Copying exactly, give the lines in the material below from the one with "filename crates/lib/src/value/mod.rs" to the one with "- Boolean values", ends included, and nothing besides.

————————

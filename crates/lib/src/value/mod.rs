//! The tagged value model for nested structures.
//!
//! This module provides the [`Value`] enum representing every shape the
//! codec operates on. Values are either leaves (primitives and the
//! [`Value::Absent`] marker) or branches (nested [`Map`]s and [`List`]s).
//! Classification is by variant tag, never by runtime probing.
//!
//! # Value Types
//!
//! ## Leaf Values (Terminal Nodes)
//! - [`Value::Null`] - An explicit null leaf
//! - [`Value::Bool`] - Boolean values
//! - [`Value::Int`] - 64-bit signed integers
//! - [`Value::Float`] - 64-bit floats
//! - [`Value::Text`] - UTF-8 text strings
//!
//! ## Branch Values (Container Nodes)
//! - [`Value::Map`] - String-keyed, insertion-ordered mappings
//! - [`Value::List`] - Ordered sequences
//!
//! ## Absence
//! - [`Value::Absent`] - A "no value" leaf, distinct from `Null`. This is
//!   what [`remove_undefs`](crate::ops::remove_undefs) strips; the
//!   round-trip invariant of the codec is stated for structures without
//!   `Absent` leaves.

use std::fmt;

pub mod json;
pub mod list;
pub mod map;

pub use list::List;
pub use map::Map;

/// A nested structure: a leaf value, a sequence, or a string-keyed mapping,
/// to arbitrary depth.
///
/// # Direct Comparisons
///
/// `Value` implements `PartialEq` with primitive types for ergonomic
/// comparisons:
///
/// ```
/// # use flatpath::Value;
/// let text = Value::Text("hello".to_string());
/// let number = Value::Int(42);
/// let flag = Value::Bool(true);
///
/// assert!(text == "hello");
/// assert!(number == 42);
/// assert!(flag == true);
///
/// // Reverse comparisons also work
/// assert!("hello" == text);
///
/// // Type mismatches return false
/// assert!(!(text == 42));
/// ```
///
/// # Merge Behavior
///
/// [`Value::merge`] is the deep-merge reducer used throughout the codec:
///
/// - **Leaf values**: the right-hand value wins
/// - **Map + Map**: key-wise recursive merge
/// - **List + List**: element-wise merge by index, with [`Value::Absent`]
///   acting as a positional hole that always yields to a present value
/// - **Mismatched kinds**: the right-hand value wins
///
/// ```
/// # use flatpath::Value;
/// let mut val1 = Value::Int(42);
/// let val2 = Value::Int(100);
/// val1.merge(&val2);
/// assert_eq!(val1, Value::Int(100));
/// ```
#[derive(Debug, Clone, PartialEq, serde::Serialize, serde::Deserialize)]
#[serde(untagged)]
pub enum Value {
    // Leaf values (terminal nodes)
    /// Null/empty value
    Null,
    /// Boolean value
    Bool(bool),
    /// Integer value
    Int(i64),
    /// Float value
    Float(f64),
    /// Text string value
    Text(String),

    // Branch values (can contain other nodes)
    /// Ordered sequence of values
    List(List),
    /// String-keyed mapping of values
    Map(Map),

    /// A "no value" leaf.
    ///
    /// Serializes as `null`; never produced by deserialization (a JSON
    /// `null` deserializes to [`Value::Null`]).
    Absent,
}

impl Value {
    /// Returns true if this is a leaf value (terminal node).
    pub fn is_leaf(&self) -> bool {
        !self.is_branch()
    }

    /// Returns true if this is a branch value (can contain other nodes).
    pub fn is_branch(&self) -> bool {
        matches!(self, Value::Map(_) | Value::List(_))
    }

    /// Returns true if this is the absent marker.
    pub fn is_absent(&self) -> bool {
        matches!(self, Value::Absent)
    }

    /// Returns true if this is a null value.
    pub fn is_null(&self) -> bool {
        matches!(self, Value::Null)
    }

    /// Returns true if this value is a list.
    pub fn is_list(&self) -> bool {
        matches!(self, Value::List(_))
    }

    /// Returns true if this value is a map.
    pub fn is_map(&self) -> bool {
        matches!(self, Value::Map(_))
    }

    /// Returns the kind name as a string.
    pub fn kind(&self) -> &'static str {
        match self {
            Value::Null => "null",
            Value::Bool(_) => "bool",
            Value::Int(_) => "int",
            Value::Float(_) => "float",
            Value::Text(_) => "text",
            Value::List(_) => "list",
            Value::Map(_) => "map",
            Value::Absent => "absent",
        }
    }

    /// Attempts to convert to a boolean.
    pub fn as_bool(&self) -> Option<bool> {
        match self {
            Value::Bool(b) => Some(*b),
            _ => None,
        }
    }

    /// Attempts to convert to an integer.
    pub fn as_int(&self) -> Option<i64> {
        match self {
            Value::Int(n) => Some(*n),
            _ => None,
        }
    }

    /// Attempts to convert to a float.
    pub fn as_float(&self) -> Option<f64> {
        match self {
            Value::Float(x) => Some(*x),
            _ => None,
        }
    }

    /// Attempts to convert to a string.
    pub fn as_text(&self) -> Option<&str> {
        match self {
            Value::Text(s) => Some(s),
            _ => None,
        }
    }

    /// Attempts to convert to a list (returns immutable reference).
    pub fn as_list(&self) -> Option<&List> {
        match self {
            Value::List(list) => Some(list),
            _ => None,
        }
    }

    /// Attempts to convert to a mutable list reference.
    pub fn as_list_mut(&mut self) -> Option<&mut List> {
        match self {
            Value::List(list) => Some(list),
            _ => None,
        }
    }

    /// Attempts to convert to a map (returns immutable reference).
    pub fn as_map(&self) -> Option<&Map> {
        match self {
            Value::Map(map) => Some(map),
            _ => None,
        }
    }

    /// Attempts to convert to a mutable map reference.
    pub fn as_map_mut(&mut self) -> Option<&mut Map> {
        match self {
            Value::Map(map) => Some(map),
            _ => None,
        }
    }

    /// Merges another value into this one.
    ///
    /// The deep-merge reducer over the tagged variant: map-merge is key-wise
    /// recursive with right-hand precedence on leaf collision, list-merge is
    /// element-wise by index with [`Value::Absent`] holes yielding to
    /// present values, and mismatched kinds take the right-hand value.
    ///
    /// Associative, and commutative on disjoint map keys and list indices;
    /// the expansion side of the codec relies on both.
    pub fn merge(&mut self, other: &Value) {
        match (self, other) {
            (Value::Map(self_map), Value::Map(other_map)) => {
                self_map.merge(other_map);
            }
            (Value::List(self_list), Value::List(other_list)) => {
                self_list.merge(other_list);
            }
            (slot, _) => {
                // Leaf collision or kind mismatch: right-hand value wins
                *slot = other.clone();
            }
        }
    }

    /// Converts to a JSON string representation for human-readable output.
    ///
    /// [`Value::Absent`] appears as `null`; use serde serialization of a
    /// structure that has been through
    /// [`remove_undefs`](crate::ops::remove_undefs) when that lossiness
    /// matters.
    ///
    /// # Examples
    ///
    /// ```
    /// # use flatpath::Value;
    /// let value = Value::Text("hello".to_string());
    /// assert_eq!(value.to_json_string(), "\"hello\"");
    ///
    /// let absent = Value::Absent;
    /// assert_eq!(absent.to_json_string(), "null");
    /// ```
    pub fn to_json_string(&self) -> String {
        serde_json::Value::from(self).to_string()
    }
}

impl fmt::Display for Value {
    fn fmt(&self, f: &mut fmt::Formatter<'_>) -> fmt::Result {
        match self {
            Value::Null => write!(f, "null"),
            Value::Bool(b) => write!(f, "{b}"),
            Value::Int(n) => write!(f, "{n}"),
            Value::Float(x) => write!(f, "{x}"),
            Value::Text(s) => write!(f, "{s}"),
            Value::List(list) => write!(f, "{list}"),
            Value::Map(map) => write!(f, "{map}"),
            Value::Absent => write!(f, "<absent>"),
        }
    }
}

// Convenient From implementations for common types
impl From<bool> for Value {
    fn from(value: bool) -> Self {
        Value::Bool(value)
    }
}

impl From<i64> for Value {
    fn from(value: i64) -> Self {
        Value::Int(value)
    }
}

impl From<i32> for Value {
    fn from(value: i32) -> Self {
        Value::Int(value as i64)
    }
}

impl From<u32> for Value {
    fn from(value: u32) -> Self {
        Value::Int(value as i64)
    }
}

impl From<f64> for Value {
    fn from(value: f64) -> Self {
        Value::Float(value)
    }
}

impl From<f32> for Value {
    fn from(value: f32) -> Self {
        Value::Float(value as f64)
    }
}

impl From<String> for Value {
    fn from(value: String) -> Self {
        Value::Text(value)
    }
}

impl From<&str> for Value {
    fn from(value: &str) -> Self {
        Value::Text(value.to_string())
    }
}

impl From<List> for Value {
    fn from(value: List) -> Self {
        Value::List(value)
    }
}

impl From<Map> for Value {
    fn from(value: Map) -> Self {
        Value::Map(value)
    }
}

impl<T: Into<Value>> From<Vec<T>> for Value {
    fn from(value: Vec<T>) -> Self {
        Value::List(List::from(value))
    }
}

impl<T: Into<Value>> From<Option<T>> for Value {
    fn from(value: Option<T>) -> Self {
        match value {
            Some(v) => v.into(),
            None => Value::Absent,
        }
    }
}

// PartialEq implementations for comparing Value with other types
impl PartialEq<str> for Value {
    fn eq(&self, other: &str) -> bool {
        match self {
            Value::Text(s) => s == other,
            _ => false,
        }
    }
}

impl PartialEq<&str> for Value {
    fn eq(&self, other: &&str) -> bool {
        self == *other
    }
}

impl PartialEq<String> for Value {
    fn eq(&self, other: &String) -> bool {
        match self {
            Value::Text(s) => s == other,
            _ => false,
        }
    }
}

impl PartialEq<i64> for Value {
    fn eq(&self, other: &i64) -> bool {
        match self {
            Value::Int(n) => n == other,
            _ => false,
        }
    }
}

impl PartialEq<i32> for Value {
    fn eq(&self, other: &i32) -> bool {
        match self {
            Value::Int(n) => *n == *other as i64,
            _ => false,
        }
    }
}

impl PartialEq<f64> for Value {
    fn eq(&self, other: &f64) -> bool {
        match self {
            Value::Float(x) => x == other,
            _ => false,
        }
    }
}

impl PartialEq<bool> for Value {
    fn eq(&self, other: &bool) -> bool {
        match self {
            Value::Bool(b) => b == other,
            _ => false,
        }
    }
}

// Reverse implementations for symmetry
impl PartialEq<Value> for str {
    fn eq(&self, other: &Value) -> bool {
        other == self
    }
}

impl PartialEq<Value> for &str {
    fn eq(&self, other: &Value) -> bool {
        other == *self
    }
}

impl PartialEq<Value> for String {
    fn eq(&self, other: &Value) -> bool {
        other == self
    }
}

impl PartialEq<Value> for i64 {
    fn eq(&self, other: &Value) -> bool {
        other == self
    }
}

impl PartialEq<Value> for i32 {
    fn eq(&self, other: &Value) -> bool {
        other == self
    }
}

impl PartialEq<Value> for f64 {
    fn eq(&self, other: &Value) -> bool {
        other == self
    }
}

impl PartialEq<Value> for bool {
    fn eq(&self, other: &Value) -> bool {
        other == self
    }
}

————————

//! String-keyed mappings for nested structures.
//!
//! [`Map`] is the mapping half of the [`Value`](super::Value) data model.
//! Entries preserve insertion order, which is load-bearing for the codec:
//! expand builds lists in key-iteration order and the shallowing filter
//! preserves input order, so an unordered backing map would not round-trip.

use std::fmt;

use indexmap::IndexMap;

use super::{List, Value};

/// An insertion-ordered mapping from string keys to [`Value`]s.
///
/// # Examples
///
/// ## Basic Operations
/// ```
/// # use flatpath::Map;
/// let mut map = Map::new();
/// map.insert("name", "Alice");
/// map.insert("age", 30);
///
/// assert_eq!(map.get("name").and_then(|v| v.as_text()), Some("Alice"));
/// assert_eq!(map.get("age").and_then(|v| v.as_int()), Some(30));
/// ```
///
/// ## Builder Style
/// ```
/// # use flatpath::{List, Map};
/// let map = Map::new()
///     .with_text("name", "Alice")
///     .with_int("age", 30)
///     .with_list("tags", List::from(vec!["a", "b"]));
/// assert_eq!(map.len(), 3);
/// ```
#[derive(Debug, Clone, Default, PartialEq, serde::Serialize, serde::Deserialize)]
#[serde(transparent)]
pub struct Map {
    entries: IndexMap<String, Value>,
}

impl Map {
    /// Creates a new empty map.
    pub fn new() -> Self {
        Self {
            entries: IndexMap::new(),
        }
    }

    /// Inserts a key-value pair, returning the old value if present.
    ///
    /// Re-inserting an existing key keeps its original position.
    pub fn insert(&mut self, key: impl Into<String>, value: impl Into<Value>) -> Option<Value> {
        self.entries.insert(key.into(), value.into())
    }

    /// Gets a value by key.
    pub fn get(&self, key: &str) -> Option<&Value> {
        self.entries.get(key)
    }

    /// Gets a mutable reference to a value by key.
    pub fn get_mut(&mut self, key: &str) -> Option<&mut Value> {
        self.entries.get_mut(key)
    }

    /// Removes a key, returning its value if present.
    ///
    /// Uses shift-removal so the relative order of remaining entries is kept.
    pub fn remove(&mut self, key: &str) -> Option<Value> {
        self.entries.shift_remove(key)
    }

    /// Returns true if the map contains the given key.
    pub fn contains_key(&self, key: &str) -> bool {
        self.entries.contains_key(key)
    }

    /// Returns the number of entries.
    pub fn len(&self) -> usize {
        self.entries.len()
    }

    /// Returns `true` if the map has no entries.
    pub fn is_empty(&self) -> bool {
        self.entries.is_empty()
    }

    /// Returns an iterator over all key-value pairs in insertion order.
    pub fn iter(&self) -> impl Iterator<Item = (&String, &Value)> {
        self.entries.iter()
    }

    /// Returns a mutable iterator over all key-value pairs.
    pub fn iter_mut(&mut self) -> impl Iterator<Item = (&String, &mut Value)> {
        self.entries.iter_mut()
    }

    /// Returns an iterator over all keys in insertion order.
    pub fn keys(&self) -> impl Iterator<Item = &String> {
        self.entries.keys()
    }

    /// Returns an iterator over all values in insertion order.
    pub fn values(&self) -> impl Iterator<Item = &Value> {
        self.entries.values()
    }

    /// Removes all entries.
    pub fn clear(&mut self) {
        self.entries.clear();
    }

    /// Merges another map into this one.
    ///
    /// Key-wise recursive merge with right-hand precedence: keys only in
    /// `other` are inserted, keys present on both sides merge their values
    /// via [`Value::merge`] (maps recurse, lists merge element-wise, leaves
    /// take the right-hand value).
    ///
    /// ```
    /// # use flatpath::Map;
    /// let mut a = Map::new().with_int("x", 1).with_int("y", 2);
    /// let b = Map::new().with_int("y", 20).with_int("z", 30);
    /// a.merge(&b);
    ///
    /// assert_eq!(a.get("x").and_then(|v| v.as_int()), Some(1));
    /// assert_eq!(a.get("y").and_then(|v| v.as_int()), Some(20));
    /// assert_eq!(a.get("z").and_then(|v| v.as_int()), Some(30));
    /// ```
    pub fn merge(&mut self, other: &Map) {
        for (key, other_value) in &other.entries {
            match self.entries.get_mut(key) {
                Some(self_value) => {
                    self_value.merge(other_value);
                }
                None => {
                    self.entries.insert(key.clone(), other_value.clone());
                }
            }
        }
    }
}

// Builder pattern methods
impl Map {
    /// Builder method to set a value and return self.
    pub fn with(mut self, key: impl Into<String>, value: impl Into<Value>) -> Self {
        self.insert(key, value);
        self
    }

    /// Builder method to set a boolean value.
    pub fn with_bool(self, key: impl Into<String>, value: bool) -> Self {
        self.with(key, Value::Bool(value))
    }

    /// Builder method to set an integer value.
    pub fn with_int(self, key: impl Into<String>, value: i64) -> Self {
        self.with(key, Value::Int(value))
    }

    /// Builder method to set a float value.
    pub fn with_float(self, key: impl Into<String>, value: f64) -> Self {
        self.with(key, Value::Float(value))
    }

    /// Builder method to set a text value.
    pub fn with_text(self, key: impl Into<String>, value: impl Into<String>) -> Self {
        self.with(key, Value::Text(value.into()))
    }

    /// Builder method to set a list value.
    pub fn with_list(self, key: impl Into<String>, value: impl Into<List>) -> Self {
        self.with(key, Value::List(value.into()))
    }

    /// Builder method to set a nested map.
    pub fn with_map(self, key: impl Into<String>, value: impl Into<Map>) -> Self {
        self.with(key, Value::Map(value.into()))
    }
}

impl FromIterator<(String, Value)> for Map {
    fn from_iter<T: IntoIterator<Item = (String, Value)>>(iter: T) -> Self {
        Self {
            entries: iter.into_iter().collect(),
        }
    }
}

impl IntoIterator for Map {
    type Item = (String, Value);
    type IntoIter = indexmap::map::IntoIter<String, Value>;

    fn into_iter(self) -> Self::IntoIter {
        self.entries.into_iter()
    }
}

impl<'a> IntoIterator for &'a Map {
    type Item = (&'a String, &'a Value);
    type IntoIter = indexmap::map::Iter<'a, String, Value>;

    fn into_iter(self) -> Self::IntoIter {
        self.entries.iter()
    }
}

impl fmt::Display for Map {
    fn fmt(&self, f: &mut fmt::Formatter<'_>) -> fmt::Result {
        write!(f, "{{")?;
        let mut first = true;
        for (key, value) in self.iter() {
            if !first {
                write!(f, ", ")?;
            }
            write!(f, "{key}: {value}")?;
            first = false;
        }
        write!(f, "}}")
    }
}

————————

**Your solution**
filename crates/lib/src/value/mod.rs
//! The tagged value model for nested structures.
//!
//! This module provides the [`Value`] enum representing every shape the
//! codec operates on. Values are either leaves (primitives and the
//! [`Value::Absent`] marker) or branches (nested [`Map`]s and [`List`]s).
//! Classification is by variant tag, never by runtime probing.
//!
//! # Value Types
//!
//! ## Leaf Values (Terminal Nodes)
//! - [`Value::Null`] - An explicit null leaf
//! - [`Value::Bool`] - Boolean values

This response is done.